Enable NUMA topology-aware scheduling - Container Service for Kubernetes

In a Non-Uniform Memory Access (NUMA) architecture, frequent communication between CPUs and GPUs can cause cross-node access, which increases latency, limits bandwidth, and degrades system performance. To address this issue, Alibaba Cloud Container Service for Kubernetes (ACK) provides NUMA topology-aware scheduling based on the Scheduler Framework. This feature schedules Pods to optimal NUMA nodes, reducing cross-NUMA node access and improving performance.

How it works

A NUMA node is the basic unit of a Non-Uniform Memory Access system. A NUMA set combines multiple nodes on one worker node to efficiently allocate resources and reduce processor memory contention.

On machines with eight GPUs, multiple NUMA nodes typically exist. Without proper core binding or GPU-CPU colocation on the same NUMA node, performance degrades due to CPU contention and cross-NUMA communication.

Native Kubernetes uses kubelet's CPU and NUMA policies to bind resources on single machines, but faces cluster limitations:

Scheduler unawareness: Cannot assess remaining node resources for Pod QoS requirements, causing AdmissionError states and potential cluster instability.
Uncontrollable placement: Topology policies are node-process parameters only, preventing node affinity use for colocation workloads.
Policy complexity: Nodes support only one policy, requiring manual cluster partitioning and labeling that reduces resource utilization.

ACK solves these with topology-aware scheduling using gputopo-device-plugin and ack-koordlet of ack-koordinator to report node CPU/GPU topology, supporting workload NUMA policy declarations. The following diagram illustrates the overall architecture.

Prerequisites

Cluster requirements:

An ACK Pro cluster of version 1.24 or later. To upgrade a cluster, see Upgrade a cluster.

Node requirements:

Only the sccgn7ex instance family for GPU-accelerated supercomputing clusters and Lingjun nodes is supported. For more information, see Instance families. For information about Lingjun nodes, see Manage LINGJUN Clusters and Lingjun nodes.

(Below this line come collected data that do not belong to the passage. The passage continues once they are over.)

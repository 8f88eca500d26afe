//! Threshold alerts and the event they're published as.

use std::time::Instant;
use vericache_core::CacheEvent;

/// Which tier or cross-tier metric an alert concerns.
#[derive(Debug, Clone, Copy, PartialEq, Eq, Hash)]
pub enum AlertMetric {
    AggregateHitRate,
    AggregateLatency,
    L1HitRate,
    L1Latency,
    L2HitRate,
    L2Latency,
    L3Latency,
    FacadeLatency,
}

impl AlertMetric {
    fn label(self) -> &'static str {
        match self {
            AlertMetric::AggregateHitRate => "aggregate hit rate",
            AlertMetric::AggregateLatency => "aggregate latency",
            AlertMetric::L1HitRate => "L1 hit rate",
            AlertMetric::L1Latency => "L1 latency",
            AlertMetric::L2HitRate => "L2 hit rate",
            AlertMetric::L2Latency => "L2 latency",
            AlertMetric::L3Latency => "L3 latency",
            AlertMetric::FacadeLatency => "facade latency",
        }
    }
}

/// Severity of an alert, ordered least to most severe. Assigned from how far
/// past its threshold the observed value is: `Critical` is reserved for
/// metrics that have breached their threshold by more than 50%.
#[derive(Debug, Clone, Copy, PartialEq, Eq, PartialOrd, Ord)]
pub enum AlertLevel {
    Info,
    Warning,
    Error,
    Critical,
}

/// An open or recently closed threshold breach.
#[derive(Debug, Clone)]
pub struct Alert {
    pub metric: AlertMetric,
    pub level: AlertLevel,
    pub observed: f64,
    pub threshold: f64,
    pub opened_at: Instant,
    pub closed_at: Option<Instant>,
}

impl Alert {
    pub(crate) fn new(
        metric: AlertMetric,
        level: AlertLevel,
        observed: f64,
        threshold: f64,
        opened_at: Instant,
    ) -> Self {
        Self {
            metric,
            level,
            observed,
            threshold,
            opened_at,
            closed_at: None,
        }
    }

    /// A human-readable description, e.g. "L1 hit rate 0.81 breached minimum 0.95".
    pub fn description(&self) -> String {
        format!(
            "{} {:.3} breached threshold {:.3}",
            self.metric.label(),
            self.observed,
            self.threshold
        )
    }
}

/// Published whenever an alert opens or closes.
#[derive(Debug, Clone)]
pub struct AlertEvent {
    pub alert: Alert,
    pub opened: bool,
    component_name: String,
    timestamp: Instant,
}

impl AlertEvent {
    pub(crate) fn opened(alert: Alert, component_name: String, timestamp: Instant) -> Self {
        Self {
            alert,
            opened: true,
            component_name,
            timestamp,
        }
    }

    pub(crate) fn closed(alert: Alert, component_name: String, timestamp: Instant) -> Self {
        Self {
            alert,
            opened: false,
            component_name,
            timestamp,
        }
    }
}

impl CacheEvent for AlertEvent {
    fn event_type(&self) -> &'static str {
        if self.opened {
            "alert_opened"
        } else {
            "alert_closed"
        }
    }

    fn timestamp(&self) -> Instant {
        self.timestamp
    }

    fn component_name(&self) -> &str {
        &self.component_name
    }
}
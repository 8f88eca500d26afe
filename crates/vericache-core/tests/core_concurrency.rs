//! P0 Thread Safety Tests
//!
//! Tests for thread safety and concurrency including:
//! - Send and Sync trait bounds
//! - Concurrent emissions
//! - Concurrent listener additions
//! - Data race prevention
//! - High concurrency stress tests

use std::sync::atomic::{AtomicUsize, Ordering};
use std::sync::{Arc, Mutex};
use std::thread;
use std::time::Instant;
use vericache_core::events::{EventListeners, FnListener, CacheEvent};

#[derive(Debug, Clone)]
struct TestEvent {
    name: String,
    timestamp: Instant,
    value: usize,
}

impl CacheEvent for TestEvent {
    fn event_type(&self) -> &'static str {
        "test"
    }

    fn timestamp(&self) -> Instant {
        self.timestamp
    }

    fn component_name(&self) -> &str {
        &self.name
    }
}

#[test]
fn event_listeners_is_send() {
    // Compile-time check that EventListeners is Send
    fn assert_send<T: Send>() {}
    assert_send::<EventListeners<TestEvent>>();

    // Runtime verification - can be sent to another thread
    let mut listeners = EventListeners::new();
    let counter = Arc::new(AtomicUsize::new(0));
    let counter_clone = Arc::clone(&counter);

    listeners.add(FnListener::new(move |_: &TestEvent| {
        counter_clone.fetch_add(1, Ordering::SeqCst);
    }));

    let handle = thread::spawn(move || {
        let event = TestEvent {
            name: "test".to_string(),
            timestamp: Instant::now(),
            value: 0,
        };
        listeners.emit(&event);
    });

    handle.join().unwrap();
    assert_eq!(counter.load(Ordering::SeqCst), 1);
}

#[test]
fn event_listeners_is_sync() {
    // Compile-time check that EventListeners is Sync
    fn assert_sync<T: Sync>() {}
    assert_sync::<EventListeners<TestEvent>>();

    // Runtime verification - can be shared across threads via Arc
    let mut listeners = EventListeners::new();
    let counter = Arc::new(AtomicUsize::new(0));
    let counter_clone = Arc::clone(&counter);

    listeners.add(FnListener::new(move |_: &TestEvent| {
        counter_clone.fetch_add(1, Ordering::SeqCst);
    }));

    let listeners = Arc::new(listeners);

    let mut handles = vec![];
    for i in 0..5 {
        let listeners_clone = Arc::clone(&listeners);
        let handle = thread::spawn(move || {
            let event = TestEvent {
                name: format!("test-{}", i),
                timestamp: Instant::now(),
                value: i,
            };
            listeners_clone.emit(&event);
        });
        handles.push(handle);
    }

    for handle in handles {
        handle.join().unwrap();
    }

    assert_eq!(counter.load(Ordering::SeqCst), 5);
}

#[test]
fn emit_from_multiple_threads_concurrently() {
    let mut listeners = EventListeners::new();
    let counter = Arc::new(AtomicUsize::new(0));
    let values = Arc::new(Mutex::new(Vec::new()));

    let counter_clone = Arc::clone(&counter);
    let values_clone = Arc::clone(&values);

    listeners.add(FnListener::new(move |event: &TestEvent| {
        counter_clone.fetch_add(1, Ordering::SeqCst);
        values_clone.lock().unwrap().push(event.value);
    }));

    let listeners = Arc::new(listeners);
    let num_threads = 10;

    let mut handles = vec![];
    for i in 0..num_threads {
        let listeners_clone = Arc::clone(&listeners);
        let handle = thread::spawn(move || {
            let event = TestEvent {
                name: format!("thread-{}", i),
                timestamp: Instant::now(),
                value: i,
            };
            listeners_clone.emit(&event);
        });
        handles.push(handle);
    }

    for handle in handles {
        handle.join().unwrap();
    }

    assert_eq!(counter.load(Ordering::SeqCst), num_threads);

    let values_vec = values.lock().unwrap();
    assert_eq!(values_vec.len(), num_threads);

    // All values should be present (order may vary)
    let mut sorted_values = values_vec.clone();
    sorted_values.sort();
    assert_eq!(sorted_values, (0..num_threads).collect::<Vec<_>>());
}

#[test]
fn add_listeners_from_multiple_threads() {
    // Need Mutex wrapper for adding listeners concurrently
    let listeners = Arc::new(Mutex::new(EventListeners::new()));
    let counter = Arc::new(AtomicUsize::new(0));

    let num_threads = 10;
    let mut handles = vec![];

    for _ in 0..num_threads {
        let listeners_clone = Arc::clone(&listeners);
        let counter_clone = Arc::clone(&counter);

        let handle = thread::spawn(move || {
            let c = Arc::clone(&counter_clone);
            let listener = FnListener::new(move |_: &TestEvent| {
                c.fetch_add(1, Ordering::SeqCst);
            });
            listeners_clone.lock().unwrap().add(listener);
        });
        handles.push(handle);
    }

    for handle in handles {
        handle.join().unwrap();
    }

    let listeners_locked = listeners.lock().unwrap();
    assert_eq!(listeners_locked.len(), num_threads);

    let event = TestEvent {
        name: "test".to_string(),
        timestamp: Instant::now(),
        value: 0,
    };

    listeners_locked.emit(&event);
    assert_eq!(counter.load(Ordering::SeqCst), num_threads);
}

#[test]
fn concurrent_emit_calls_work_correctly() {
    let mut listeners = EventListeners::new();
    let counter = Arc::new(AtomicUsize::new(0));

    // Add multiple listeners
    for _ in 0..5 {
        let counter_clone = Arc::clone(&counter);
        listeners.add(FnListener::new(move |_: &TestEvent| {
            counter_clone.fetch_add(1, Ordering::SeqCst);
        }));
    }

    let listeners = Arc::new(listeners);
    let num_threads = 20;

    let mut handles = vec![];
    for i in 0..num_threads {
        let listeners_clone = Arc::clone(&listeners);
        let handle = thread::spawn(move || {
            let event = TestEvent {
                name: format!("test-{}", i),
                timestamp: Instant::now(),
                value: i,
            };
            // Each thread emits an event
            listeners_clone.emit(&event);
        });
        handles.push(handle);
    }

    for handle in handles {
        handle.join().unwrap();
    }

    // Each of 20 threads emitted an event to 5 listeners
    assert_eq!(counter.load(Ordering::SeqCst), num_threads * 5);
}

#[test]
fn no_data_races() {
    // This test verifies that concurrent access doesn't cause data races
    let mut listeners = EventListeners::new();
    let counter = Arc::new(AtomicUsize::new(0));
    let sum = Arc::new(AtomicUsize::new(0));

    let counter_clone = Arc::clone(&counter);
    let sum_clone = Arc::clone(&sum);

    listeners.add(FnListener::new(move |event: &TestEvent| {
        counter_clone.fetch_add(1, Ordering::SeqCst);
        sum_clone.fetch_add(event.value, Ordering::SeqCst);
    }));

    let listeners = Arc::new(listeners);
    let num_threads = 50;

    let mut handles = vec![];
    for i in 0..num_threads {
        let listeners_clone = Arc::clone(&listeners);
        let handle = thread::spawn(move || {
            let event = TestEvent {
                name: format!("test-{}", i),
                timestamp: Instant::now(),
                value: i,
            };
            listeners_clone.emit(&event);
        });
        handles.push(handle);
    }

    for handle in handles {
        handle.join().unwrap();
    }

    assert_eq!(counter.load(Ordering::SeqCst), num_threads);

    // Sum should be 0 + 1 + 2 + ... + 49 = 1225
    let expected_sum: usize = (0..num_threads).sum();
    assert_eq!(sum.load(Ordering::SeqCst), expected_sum);
}

#[test]
fn hundred_threads_emitting_simultaneously() {
    let mut listeners = EventListeners::new();
    let counter = Arc::new(AtomicUsize::new(0));

    // Add 10 listeners
    for _ in 0..10 {
        let counter_clone = Arc::clone(&counter);
        listeners.add(FnListener::new(move |_: &TestEvent| {
            counter_clone.fetch_add(1, Ordering::SeqCst);
        }));
    }

    let listeners = Arc::new(listeners);
    let num_threads = 100;

    let mut handles = vec![];
    for i in 0..num_threads {
        let listeners_clone = Arc::clone(&listeners);
        let handle = thread::spawn(move || {
            let event = TestEvent {
                name: format!("stress-test-{}", i),
                timestamp: Instant::now(),
                value: i,
            };
            // Each thread emits multiple times
            for _ in 0..5 {
                listeners_clone.emit(&event);
            }
        });
        handles.push(handle);
    }

    for handle in handles {
        handle.join().unwrap();
    }

    // 100 threads * 5 emissions * 10 listeners = 5000
    assert_eq!(counter.load(Ordering::SeqCst), num_threads * 5 * 10);
}

#[test]
fn thread_safety_with_fn_listener_closures() {
    // Verify that FnListener closures are thread-safe
    struct SharedData {
        count: AtomicUsize,
        values: Mutex<Vec<usize>>,
    }

    let shared = Arc::new(SharedData {
        count: AtomicUsize::new(0),
        values: Mutex::new(Vec::new()),
    });

    let mut listeners = EventListeners::new();

    let shared_clone = Arc::clone(&shared);
    listeners.add(FnListener::new(move |event: &TestEvent| {
        shared_clone.count.fetch_add(1, Ordering::SeqCst);
        shared_clone.values.lock().unwrap().push(event.value);
    }));

    let listeners = Arc::new(listeners);
    let num_threads = 25;

    let mut handles = vec![];
    for i in 0..num_threads {
        let listeners_clone = Arc::clone(&listeners);
        let handle = thread::spawn(move || {
            let event = TestEvent {
                name: format!("test-{}", i),
                timestamp: Instant::now(),
                value: i,
            };
            listeners_clone.emit(&event);
        });
        handles.push(handle);
    }

    for handle in handles {
        handle.join().unwrap();
    }

    assert_eq!(shared.count.load(Ordering::SeqCst), num_threads);

    let values = shared.values.lock().unwrap();
    assert_eq!(values.len(), num_threads);

    // Verify all values are present
    let mut sorted_values = values.clone();
    sorted_values.sort();
    assert_eq!(sorted_values, (0..num_threads).collect::<Vec<_>>());
}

Manually add the label ack.node.gpu.schedule=topology to nodes where you want to enable topology-aware GPU scheduling. For more information, see Enable scheduling features.

Component requirements:

The kube-scheduler component must be version 6.4.4 or later. For more information, see kube-scheduler. To upgrade kube-scheduler, go to the ACK console, click the name of your cluster, and choose Operations Management > Add-ons.
The ack-koordinator add-on (formerly ack-slo-manager)must be installed.
- For ACK Lingjun clusters, you can install ack-koordinator directly.
- For ACK Pro clusters, you must set the NodeTopologyReport field in the agentFeatures Feature Gate to true when you configure the ack-koordinator parameters.
The GPU topology reporting add-on (gputopo-device-plugin) is installed. This add-on is required to collect and report GPU-to-CPU NUMA topology information to the cluster. For installation instructions, see Install the GPU topology-aware scheduling add-on.
Important
If the GPU topology-aware scheduling add-on is installed before ack-koordinator, you must restart the scheduling add-on once the ack-koordinator installation is complete.

Limitations

This feature provides unified CPU and GPU NUMA affinity and is mutually exclusive with legacy standalone scheduling policies. Do not enable this feature for workloads already using topology-aware CPU scheduling or the legacy standalone version of topology-aware GPU scheduling.
Only colocation of CPUs and GPUs is supported.
The CPU requests for all containers in the application Pod must be integers (unit: cores), and the requests must be equal to the limits.
GPU resources for containers in the application Pod must be requested using aliyun.com/gpu and must be for whole GPU cards.

Billing

This feature requires the installation of the Cloud-Native AI Suite, which may incur additional fees. For more information, see Billing of the cloud-native AI suite.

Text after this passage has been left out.